The Biden administration is attempting to restore the “Remain in Mexico” policy on the southern border next month, although the restoration would require Mexico’s approval.
A U.S. District Court in Texas ruled that the administration’s attempt to nix the “Remain in Mexico” policy violated the Administrative Procedure Act, requiring that the administration reinstate it. Formally known as the Migrant Protection Protocols and instituted by the Trump administration, the policy requires asylum-seekers who cross the southern border illegally to wait in Mexico before appearing in immigration court.
The Department of Homeland Security is “taking necessary steps to comply with the court order, which requires us to reimplement MPP in good faith,” the agency said in a statement on Thursday.

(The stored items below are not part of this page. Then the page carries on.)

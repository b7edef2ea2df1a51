//! Platform parsing, matching and host detection.
//!
//! Platforms use the OCI vocabulary (`os/architecture[/variant]`, e.g.
//! "linux/amd64", "linux/arm/v7"), the same form accepted by
//! `docker buildx build --platform`.

use serde::{Deserialize, Serialize};
use std::fmt;
use std::str::FromStr;

use crate::{Error, Result};

/// A concrete OCI platform.
#[derive(Debug, Clone, PartialEq, Eq, Hash, Serialize, Deserialize)]
pub struct Platform {
    /// Operating system (linux, windows).
    pub os: String,
    /// CPU architecture (amd64, arm64, arm).
    pub architecture: String,
    /// CPU variant (v7, v8).
    #[serde(default, skip_serializing_if = "Option::is_none")]
    pub variant: Option<String>,
}

/// A partial platform used to select manifests.
///
/// Absent fields act as wildcards. Index entries without a `platform`
/// object deserialize to the default filter, which matches everything.
#[derive(Debug, Clone, Default, PartialEq, Eq, Serialize, Deserialize)]
pub struct PlatformFilter {
    /// Required operating system.
    #[serde(default, skip_serializing_if = "Option::is_none")]
    pub os: Option<String>,
    /// Required architecture.
    #[serde(default, skip_serializing_if = "Option::is_none")]
    pub architecture: Option<String>,
    /// Required variant.
    #[serde(default, skip_serializing_if = "Option::is_none")]
    pub variant: Option<String>,
}

impl Platform {
    /// Create a new platform without a variant.
    #[must_use]
    pub fn new(os: impl Into<String>, architecture: impl Into<String>) -> Self {
        Self {
            os: os.into(),
            architecture: architecture.into(),
            variant: None,
        }
    }

    /// Set the CPU variant.
    #[must_use]
    pub fn with_variant(mut self, variant: impl Into<String>) -> Self {
        self.variant = Some(variant.into());
        self
    }

    /// Parse an `os[/arch[/variant]]` string.
    ///
    /// A bare `os` leaves `architecture` empty.
    pub fn parse(s: &str) -> Result<Self> {
        let segments: Vec<&str> = s.split('/').collect();
        if s.is_empty() || segments.len() > 3 || segments.iter().any(|seg| seg.is_empty()) {
            return Err(Error::InvalidPlatformString(s.to_string()));
        }

        Ok(Self {
            os: segments[0].to_string(),
            architecture: segments.get(1).map(ToString::to_string).unwrap_or_default(),
            variant: segments.get(2).map(ToString::to_string),
        })
    }

    /// Detect the platform containers run on for this host.
    pub fn detect_host() -> Result<Self> {
        Self::detect_from(std::env::consts::OS, std::env::consts::ARCH)
    }

    /// Map native OS and machine identifiers to an OCI platform.
    ///
    /// macOS maps to `linux` since container runtimes there execute Linux
    /// containers inside a VM.
    pub fn detect_from(os: &str, arch: &str) -> Result<Self> {
        let os_name = os.to_lowercase();
        let machine = arch.to_lowercase();

        let os = [
            ("linux", "linux"),
            ("darwin", "linux"),
            ("macos", "linux"),
            ("windows", "windows"),
        ]
        .into_iter()
        .find_map(|(prefix, oci)| os_name.starts_with(prefix).then_some(oci))
        .ok_or_else(|| Error::UnsupportedPlatform(format!("unsupported OS: {os_name}")))?;

        let architecture = match machine.as_str() {
            "x86_64" | "amd64" => "amd64",
            "aarch64" | "arm64" => "arm64",
            other if other.starts_with("arm") => "arm",
            other => {
                return Err(Error::UnsupportedPlatform(format!(
                    "unsupported architecture: {other}"
                )));
            }
        };

        Ok(Self::new(os, architecture))
    }

    /// Check whether every field present in `filter` equals this platform's.
    #[must_use]
    pub fn matches(&self, filter: &PlatformFilter) -> bool {
        filter.os.as_ref().is_none_or(|os| *os == self.os)
            && filter
                .architecture
                .as_ref()
                .is_none_or(|arch| *arch == self.architecture)
            && filter
                .variant
                .as_ref()
                .is_none_or(|variant| self.variant.as_ref() == Some(variant))
    }
}

impl FromStr for Platform {
    type Err = Error;

    fn from_str(s: &str) -> Result<Self> {
        Self::parse(s)
    }
}

impl fmt::Display for Platform {
    fn fmt(&self, f: &mut fmt::Formatter<'_>) -> fmt::Result {
        write!(f, "{}", self.os)?;
        if !self.architecture.is_empty() {
            write!(f, "/{}", self.architecture)?;
        }
        if let Some(variant) = &self.variant {
            write!(f, "/{variant}")?;
        }
        Ok(())
    }
}

impl From<&Platform> for PlatformFilter {
    fn from(platform: &Platform) -> Self {
        Self {
            os: Some(platform.os.clone()),
            architecture: (!platform.architecture.is_empty())
                .then(|| platform.architecture.clone()),
            variant: platform.variant.clone(),
        }
    }
}
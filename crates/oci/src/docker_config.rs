//! Registry credentials stored by `docker login`.
//!
//! Reads the `auths` section of `$DOCKER_CONFIG/config.json`, or
//! `~/.docker/config.json` when `DOCKER_CONFIG` is unset. Credential helpers
//! (`credsStore`, `credHelpers`) are not consulted.

use base64::Engine;
use base64::engine::general_purpose::STANDARD;
use oci_distribution::secrets::RegistryAuth;
use serde::Deserialize;
use std::collections::HashMap;
use std::path::{Path, PathBuf};
use tracing::{debug, trace};

use crate::{Error, Result};

/// Hosts docker.io credentials may be stored under.
const DOCKER_HUB_ALIASES: [&str; 3] = [
    "https://index.docker.io/v1/",
    "index.docker.io",
    "registry-1.docker.io",
];

/// The `auths` section of a docker config file.
#[derive(Debug, Clone, Default, Deserialize)]
pub struct DockerConfigAuth {
    #[serde(default)]
    auths: HashMap<String, AuthEntry>,
}

#[derive(Debug, Clone, Deserialize)]
struct AuthEntry {
    /// Base64 `username:password`.
    auth: Option<String>,
    username: Option<String>,
    password: Option<String>,
}

impl DockerConfigAuth {
    /// Load from the default location. A missing file yields no credentials.
    pub fn load() -> Result<Self> {
        match Self::default_path() {
            Some(path) => Self::load_from_path(&path),
            None => Ok(Self::default()),
        }
    }

    /// Load from `path`. A missing file yields no credentials.
    pub fn load_from_path(path: &Path) -> Result<Self> {
        if !path.exists() {
            trace!(path = %path.display(), "No docker config file");
            return Ok(Self::default());
        }

        let contents = std::fs::read_to_string(path).map_err(|e| Error::file(path, e))?;
        serde_json::from_str(&contents).map_err(|e| {
            Error::Configuration(format!(
                "failed to parse docker config '{}': {e}",
                path.display()
            ))
        })
    }

    /// `$DOCKER_CONFIG/config.json`, else `~/.docker/config.json`.
    #[must_use]
    pub fn default_path() -> Option<PathBuf> {
        if let Some(dir) = std::env::var_os("DOCKER_CONFIG") {
            return Some(PathBuf::from(dir).join("config.json"));
        }
        dirs::home_dir().map(|home| home.join(".docker").join("config.json"))
    }

    /// Look up `(username, password)` for a registry host.
    ///
    /// Tries the bare host, then the `https://` form, then the Docker Hub
    /// aliases when `registry` is `docker.io`.
    #[must_use]
    pub fn credentials_for(&self, registry: &str) -> Option<(String, String)> {
        let mut candidates = vec![registry.to_string(), format!("https://{registry}")];
        if registry == "docker.io" || DOCKER_HUB_ALIASES.contains(&registry) {
            candidates.extend(DOCKER_HUB_ALIASES.iter().map(ToString::to_string));
        }

        candidates
            .iter()
            .filter_map(|key| self.auths.get(key))
            .find_map(AuthEntry::credentials)
    }

    /// Auth for `registry`, or `None` when nothing is stored for it.
    #[must_use]
    pub fn registry_auth(&self, registry: &str) -> Option<RegistryAuth> {
        let (username, password) = self.credentials_for(registry)?;
        debug!(%registry, %username, "Using credentials from docker config");
        Some(RegistryAuth::Basic(username, password))
    }

    /// Registry hosts with stored credentials.
    #[must_use]
    pub fn registries(&self) -> Vec<&str> {
        let mut hosts: Vec<&str> = self.auths.keys().map(String::as_str).collect();
        hosts.sort_unstable();
        hosts
    }
}

impl AuthEntry {
    fn credentials(&self) -> Option<(String, String)> {
        if let (Some(username), Some(password)) = (&self.username, &self.password) {
            return Some((username.clone(), password.clone()));
        }
        self.auth.as_deref().and_then(decode_auth)
    }
}

fn decode_auth(auth: &str) -> Option<(String, String)> {
    let decoded = STANDARD.decode(auth).ok()?;
    let decoded = String::from_utf8(decoded).ok()?;
    let (username, password) = decoded.split_once(':')?;
    Some((username.to_string(), password.to_string()))
}
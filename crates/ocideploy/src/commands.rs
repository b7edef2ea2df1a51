//! Command implementations.
//!
//! Each command returns the JSON document the binary prints on stdout.

use ocideploy_oci::{
    ContainerReference, DistributionTransport, LayerSet, Platform, PullOptions, TokenExchange,
    build_archive, collect_files, pull_image, push_image, resolve_credentials,
};
use serde_json::{Value, json};
use std::path::{Path, PathBuf};
use tracing::{debug, info, instrument};

use crate::cli::{CliError, Cli, Commands};
use crate::config::Settings;

/// Run the command selected on the command line.
pub async fn execute(cli: &Cli) -> Result<Value, CliError> {
    match &cli.command {
        Commands::Archive {
            sources,
            output,
            archive_root,
            working_directory,
        } => archive(
            sources,
            output,
            archive_root.as_deref(),
            working_directory.as_deref(),
        ),
        Commands::Pull {
            name,
            tag,
            path,
            strict_platform,
            platform,
        } => {
            let settings = Settings::resolve(
                cli.config.as_deref(),
                cli.credentials.as_deref(),
                cli.insecure,
                *strict_platform,
            )?;
            pull(&settings, name, tag, path.as_deref(), platform.as_deref()).await
        }
        Commands::Push {
            name,
            tag,
            layers,
            platform_layers,
        } => {
            let settings = Settings::resolve(
                cli.config.as_deref(),
                cli.credentials.as_deref(),
                cli.insecure,
                false,
            )?;
            let layer_set = parse_layer_set(layers, platform_layers.as_deref())?;
            push(&settings, name, tag, &layer_set).await
        }
    }
}

/// Build a reproducible layer archive from `sources`.
#[instrument(skip_all, fields(output = %output.display()))]
pub fn archive(
    sources: &[PathBuf],
    output: &Path,
    archive_root: Option<&str>,
    working_directory: Option<&Path>,
) -> Result<Value, CliError> {
    let working_directory = match working_directory {
        Some(dir) => dir.to_path_buf(),
        None => current_dir()?,
    };

    let files = collect_files(sources, &working_directory)?;
    let output_path = build_archive(&files, output, &working_directory, archive_root)?;
    info!(file_count = files.len(), "Built layer archive");

    Ok(json!({ "output_path": output_path }))
}

/// Pull `name:tag` into `path` (default: current directory).
pub async fn pull(
    settings: &Settings,
    name: &str,
    tag: &str,
    path: Option<&Path>,
    platform: Option<&str>,
) -> Result<Value, CliError> {
    let destination = match path {
        Some(path) => path.to_path_buf(),
        None => current_dir()?,
    };
    let options = PullOptions {
        platform: platform.map(Platform::parse).transpose()?,
        strict_platform: settings.strict_platform,
    };

    let transport = connect(settings, name).await?;
    let outcome = pull_image(&transport, &format!("{name}:{tag}"), &destination, &options).await?;
    info!(
        "Pulled {name}:{tag} ({} file(s)) to {}",
        outcome.files.len(),
        outcome.path.display()
    );

    to_json(&outcome)
}

/// Push `layers` as `name:tag`.
pub async fn push(
    settings: &Settings,
    name: &str,
    tag: &str,
    layers: &LayerSet,
) -> Result<Value, CliError> {
    let transport = connect(settings, name).await?;
    let outcome = push_image(&transport, name, tag, layers).await?;
    to_json(&outcome)
}

/// Build the layer set from `--layer` paths or `--platform-layers`.
///
/// `platform_layers` is inline JSON when it starts with `[`, otherwise the
/// path of a JSON file.
pub fn parse_layer_set(
    layers: &[PathBuf],
    platform_layers: Option<&str>,
) -> Result<LayerSet, CliError> {
    let Some(platform_layers) = platform_layers else {
        return Ok(LayerSet::Flat(layers.to_vec()));
    };

    let contents = if platform_layers.trim_start().starts_with('[') {
        platform_layers.to_string()
    } else {
        std::fs::read_to_string(platform_layers).map_err(|e| {
            CliError::config(format!("Failed to read platform layers {platform_layers}: {e}"))
        })?
    };
    let value: Value = serde_json::from_str(&contents)
        .map_err(|e| CliError::config(format!("Platform layers are not valid JSON: {e}")))?;

    Ok(LayerSet::from_json(&value)?)
}

/// Create a transport authenticated with the configured credentials.
///
/// Without credentials the transport falls back to docker's stored logins.
pub async fn connect(settings: &Settings, name: &str) -> Result<DistributionTransport, CliError> {
    let transport = DistributionTransport::insecure(settings.insecure);
    if settings.credentials.is_none() {
        debug!("No credentials configured");
        return Ok(transport);
    }

    let registry = match &settings.registry {
        Some(registry) => registry.clone(),
        None => ContainerReference::parse(name)?.registry,
    };
    let exchange = token_exchange();
    let resolved = resolve_credentials(&settings.credentials, &registry, exchange.as_ref()).await?;
    Ok(transport.with_credentials(&resolved))
}

#[cfg(feature = "aws")]
fn token_exchange() -> Box<dyn TokenExchange> {
    Box::new(ocideploy_aws::EcrTokenExchange::new())
}

#[cfg(not(feature = "aws"))]
fn token_exchange() -> Box<dyn TokenExchange> {
    Box::new(ocideploy_oci::UnavailableTokenExchange)
}

fn current_dir() -> Result<PathBuf, CliError> {
    std::env::current_dir()
        .map_err(|e| CliError::config(format!("Cannot determine current directory: {e}")))
}

fn to_json<T: serde::Serialize>(value: &T) -> Result<Value, CliError> {
    serde_json::to_value(value)
        .map_err(|e| CliError::operation(format!("Failed to serialize result: {e}")))
}
//! Layer extraction.
//!
//! Tar layers (compressed or not) are unpacked into the destination
//! directory. Any other layer is written as a single file named by its
//! title annotation.

use flate2::read::GzDecoder;
use std::fs;
use std::io::Read;
use std::path::{Path, PathBuf};
use tar::Archive;
use tracing::{debug, trace, warn};

use crate::{Error, LAYER_MEDIA_TYPE, LAYER_TAR_MEDIA_TYPE, Result};

/// Docker's gzip layer media type.
const DOCKER_LAYER_MEDIA_TYPE: &str = "application/vnd.docker.image.rootfs.diff.tar.gzip";

/// Write one layer's content below `destination`.
///
/// `title` names the file for non-tar layers; only its final path
/// component is used. Returns the regular files written.
pub fn unpack_layer(
    data: &[u8],
    media_type: &str,
    title: &str,
    destination: &Path,
) -> Result<Vec<PathBuf>> {
    fs::create_dir_all(destination).map_err(|e| Error::file(destination, e))?;

    match media_type {
        LAYER_MEDIA_TYPE | DOCKER_LAYER_MEDIA_TYPE => {
            debug!(%title, "Extracting gzip layer");
            unpack_tar(GzDecoder::new(data), destination)
        }
        LAYER_TAR_MEDIA_TYPE => {
            debug!(%title, "Extracting tar layer");
            unpack_tar(data, destination)
        }
        _ => {
            let name = Path::new(title)
                .file_name()
                .ok_or_else(|| Error::registry(format!("layer title '{title}' is not a file name")))?;
            let path = destination.join(name);
            debug!(?path, %media_type, "Writing layer");
            fs::write(&path, data).map_err(|e| Error::file(&path, e))?;
            Ok(vec![path])
        }
    }
}

fn unpack_tar<R: Read>(reader: R, destination: &Path) -> Result<Vec<PathBuf>> {
    let mut archive = Archive::new(reader);
    archive.set_preserve_mtime(false);

    let mut files = Vec::new();
    for entry in archive.entries()? {
        let mut entry = entry?;
        let path = entry.path()?.into_owned();
        let is_file = entry.header().entry_type().is_file();

        if !entry.unpack_in(destination)? {
            warn!(?path, "Skipping entry outside destination");
            continue;
        }

        trace!(?path, "Unpacked entry");
        if is_file {
            files.push(destination.join(path));
        }
    }

    Ok(files)
}
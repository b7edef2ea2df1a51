//! Pulling images, resolving multi-platform indexes first.

use serde::{Deserialize, Serialize};
use serde_json::Value;
use std::path::{Path, PathBuf};
use tracing::{debug, info, warn};

use crate::platform::{Platform, PlatformFilter};
use crate::reference::ContainerReference;
use crate::schema::validate_image_index;
use crate::transport::RegistryTransport;
use crate::{Error, IMAGE_INDEX_MEDIA_TYPE, Result};

/// Options controlling platform selection on pull.
#[derive(Debug, Clone, Default)]
pub struct PullOptions {
    /// Platform to select instead of the host platform.
    pub platform: Option<Platform>,
    /// Fail when an image index has no entry for the platform.
    pub strict_platform: bool,
}

/// Result of a pull.
#[derive(Debug, Clone, PartialEq, Eq, Serialize, Deserialize)]
pub struct PullOutcome {
    /// Files written below `path`.
    pub files: Vec<PathBuf>,
    /// Destination directory.
    pub path: PathBuf,
}

/// Digest of the first index entry whose `platform` matches `platform`.
///
/// Entries without a `platform` object match any platform.
#[must_use]
pub fn select_platform_manifest(index: &Value, platform: &Platform) -> Option<String> {
    index
        .get("manifests")?
        .as_array()?
        .iter()
        .find(|entry| {
            let filter: PlatformFilter = entry
                .get("platform")
                .and_then(|p| serde_json::from_value(p.clone()).ok())
                .unwrap_or_default();
            platform.matches(&filter)
        })
        .and_then(|entry| entry.get("digest"))
        .and_then(Value::as_str)
        .map(ToString::to_string)
}

/// Pull `target` into `destination`.
///
/// When `target` resolves to an image index, the entry for the host
/// platform (or `options.platform`) is pulled by digest. Without a
/// matching entry the original reference is pulled, unless
/// `options.strict_platform` is set.
pub async fn pull_image(
    transport: &dyn RegistryTransport,
    target: &str,
    destination: impl AsRef<Path>,
    options: &PullOptions,
) -> Result<PullOutcome> {
    let destination = destination.as_ref();
    let mut reference = ContainerReference::parse(target)?;
    info!(%reference, ?destination, "Pulling image");

    transport.load_auth_config(&reference).await?;

    match fetch_index(transport, &reference).await {
        Ok(index) => {
            let platform = match &options.platform {
                Some(platform) => platform.clone(),
                None => Platform::detect_host()?,
            };

            if let Some(digest) = select_platform_manifest(&index, &platform) {
                debug!(%platform, %digest, "Selected platform manifest");
                reference = reference.with_digest(digest);
            } else if options.strict_platform {
                return Err(Error::no_matching_platform(
                    reference.to_string(),
                    platform.to_string(),
                ));
            } else {
                warn!(%reference, %platform, "No manifest in image index matches platform, pulling as-is");
            }
        }
        Err(e) => debug!(error = %e, "Not an image index"),
    }

    let files = transport.pull(&reference, destination).await?;
    info!(%reference, file_count = files.len(), "Pulled image");

    Ok(PullOutcome {
        files,
        path: destination.to_path_buf(),
    })
}

async fn fetch_index(
    transport: &dyn RegistryTransport,
    reference: &ContainerReference,
) -> Result<Value> {
    let index = transport
        .fetch_manifest(reference, &[IMAGE_INDEX_MEDIA_TYPE])
        .await?;
    validate_image_index(&index)?;
    Ok(index)
}
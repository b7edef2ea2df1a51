//! Reproducible layer archives.
//!
//! Archives are gzip-compressed tarballs whose bytes depend only on the file
//! contents, modes and the order files are supplied in:
//! - entry owner is forced to uid/gid 0 (`root`/`root`)
//! - entry mtime is forced to 0
//! - the gzip header mtime is forced to 0
//!
//! The builder does not sort its input. [`collect_files`] yields a sorted
//! file list for callers that need cross-run reproducibility.

use flate2::read::GzDecoder;
use flate2::{Compression, GzBuilder};
use sha2::{Digest, Sha256};
use std::fs::{self, File};
use std::io::{self, BufReader, BufWriter, Write};
use std::path::{Component, Path, PathBuf};
use tar::{Builder, Header, HeaderMode};
use tracing::{debug, trace};
use walkdir::WalkDir;

use crate::{Error, Result};

/// Build a reproducible `.tar.gz` archive at `destination`.
///
/// Each item (absolute, or relative to `working_directory`) is stored as
/// `archive_root/<path relative to working_directory>`. Directories are
/// added recursively in file name order.
pub fn build_archive<I, P>(
    items: I,
    destination: &Path,
    working_directory: &Path,
    archive_root: Option<&str>,
) -> Result<PathBuf>
where
    I: IntoIterator<Item = P>,
    P: AsRef<Path>,
{
    debug!(?destination, ?working_directory, ?archive_root, "Building archive");

    if let Some(parent) = destination.parent().filter(|p| !p.as_os_str().is_empty()) {
        fs::create_dir_all(parent).map_err(|e| Error::file(parent, e))?;
    }

    let file = File::create(destination).map_err(|e| Error::file(destination, e))?;
    let encoder = GzBuilder::new()
        .mtime(0)
        .write(BufWriter::new(file), Compression::default());
    let mut builder = Builder::new(encoder);

    let mut count = 0usize;
    for item in items {
        let item = item.as_ref();
        let source = if item.is_absolute() {
            item.to_path_buf()
        } else {
            working_directory.join(item)
        };
        let relative = source.strip_prefix(working_directory).unwrap_or(item);
        let name = entry_name(archive_root, relative);

        trace!(?source, ?name, "Adding to archive");
        count += append_path(&mut builder, &source, &name)?;
    }

    let encoder = builder
        .into_inner()
        .map_err(|e| Error::file(destination, e))?;
    let mut writer = encoder.finish().map_err(|e| Error::file(destination, e))?;
    writer.flush().map_err(|e| Error::file(destination, e))?;

    debug!(?destination, entries = count, "Built archive");
    Ok(destination.to_path_buf())
}

/// Compute the diff ID of a gzip-compressed tar archive.
///
/// Returns the hex SHA256 of the decompressed tar stream. The stream is
/// hashed as it is decompressed.
pub fn diff_id(archive: &Path) -> Result<String> {
    let file = File::open(archive).map_err(|e| Error::file(archive, e))?;
    let mut decoder = GzDecoder::new(BufReader::new(file));
    let mut hasher = Sha256::new();
    io::copy(&mut decoder, &mut hasher).map_err(|e| Error::file(archive, e))?;
    Ok(format!("{:x}", hasher.finalize()))
}

/// [`diff_id`] in the `sha256:<hex>` form recorded in `rootfs.diff_ids`.
pub fn diff_id_prefixed(archive: &Path) -> Result<String> {
    Ok(format!("sha256:{}", diff_id(archive)?))
}

/// Digest of an in-memory blob in OCI format: `sha256:<hex>`.
#[must_use]
pub fn sha256_digest(data: &[u8]) -> String {
    format!("sha256:{:x}", Sha256::digest(data))
}

/// Digest of a file in OCI format: `sha256:<hex>`.
pub fn file_digest(path: &Path) -> Result<String> {
    let file = File::open(path).map_err(|e| Error::file(path, e))?;
    let mut reader = BufReader::new(file);
    let mut hasher = Sha256::new();
    io::copy(&mut reader, &mut hasher).map_err(|e| Error::file(path, e))?;
    Ok(format!("sha256:{:x}", hasher.finalize()))
}

/// Expand sources into the regular files they contain.
///
/// Files are returned as given; directories are walked recursively and their
/// files returned in file name order. Relative sources resolve against
/// `working_directory`.
pub fn collect_files<P: AsRef<Path>>(
    sources: &[P],
    working_directory: &Path,
) -> Result<Vec<PathBuf>> {
    let mut files = Vec::new();

    for source in sources {
        let source = source.as_ref();
        let path = if source.is_absolute() {
            source.to_path_buf()
        } else {
            working_directory.join(source)
        };

        let metadata = fs::metadata(&path).map_err(|e| Error::file(&path, e))?;
        if metadata.is_dir() {
            for entry in WalkDir::new(&path).sort_by_file_name() {
                let entry = entry.map_err(|e| Error::file(&path, e.into()))?;
                if entry.file_type().is_file() {
                    trace!(path = ?entry.path(), "Including file");
                    files.push(entry.into_path());
                }
            }
        } else {
            files.push(path);
        }
    }

    debug!(count = files.len(), "Collected archive inputs");
    Ok(files)
}

/// Append a file, or a directory and everything below it.
fn append_path<W: Write>(builder: &mut Builder<W>, source: &Path, name: &Path) -> Result<usize> {
    let metadata = fs::metadata(source).map_err(|e| Error::file(source, e))?;
    if !metadata.is_dir() {
        append_entry(builder, source, &metadata, name)?;
        return Ok(1);
    }

    let mut count = 0;
    for entry in WalkDir::new(source).sort_by_file_name() {
        let entry = entry.map_err(|e| Error::file(source, e.into()))?;
        let child = entry.path();
        let relative = child.strip_prefix(source).unwrap_or(child);
        let metadata = fs::metadata(child).map_err(|e| Error::file(child, e))?;
        append_entry(builder, child, &metadata, &name.join(relative))?;
        count += 1;
    }
    Ok(count)
}

fn append_entry<W: Write>(
    builder: &mut Builder<W>,
    source: &Path,
    metadata: &fs::Metadata,
    name: &Path,
) -> Result<()> {
    let mut header = reproducible_header(metadata).map_err(|e| Error::file(source, e))?;

    if metadata.is_dir() {
        builder
            .append_data(&mut header, name, io::empty())
            .map_err(|e| Error::file(source, e))?;
    } else {
        let file = File::open(source).map_err(|e| Error::file(source, e))?;
        builder
            .append_data(&mut header, name, BufReader::new(file))
            .map_err(|e| Error::file(source, e))?;
    }
    Ok(())
}

/// Header carrying only the metadata that should survive into the archive.
fn reproducible_header(metadata: &fs::Metadata) -> io::Result<Header> {
    let mut header = Header::new_gnu();
    header.set_metadata_in_mode(metadata, HeaderMode::Deterministic);
    header.set_uid(0);
    header.set_gid(0);
    header.set_username("root")?;
    header.set_groupname("root")?;
    header.set_mtime(0);
    Ok(header)
}

/// `archive_root/relative`, keeping only normal path components.
fn entry_name(archive_root: Option<&str>, relative: &Path) -> PathBuf {
    let root = archive_root.map(Path::new).unwrap_or_else(|| Path::new(""));
    root.components()
        .chain(relative.components())
        .filter(|c| matches!(c, Component::Normal(_)))
        .collect()
}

“Mexico is a sovereign nation that must make an independent decision to accept the return of individuals without status in Mexico as part of any reimplementation of MPP,” the agency said. “Discussions with the Government of Mexico concerning when and how MPP will be reimplemented are ongoing.”
Mexico wants asylum cases to conclude within six months and to give asylum-seekers subject to the policy better access to legal representation and information on their cases, according to a Justice Department court filing on Thursday.
Thursday’s announcement by the DHS comes after the department said in September that it would again attempt to end the “Remain in Mexico” policy. DHS said that any new attempt to end the policy “will not take effect until the current injunction is lifted by court order.”
Border Patrol agents encountered 212,672 migrants crossing the southern border in July and 208,887 migrants in August, marking the first time in two decades that monthly border crossings topped 200,000.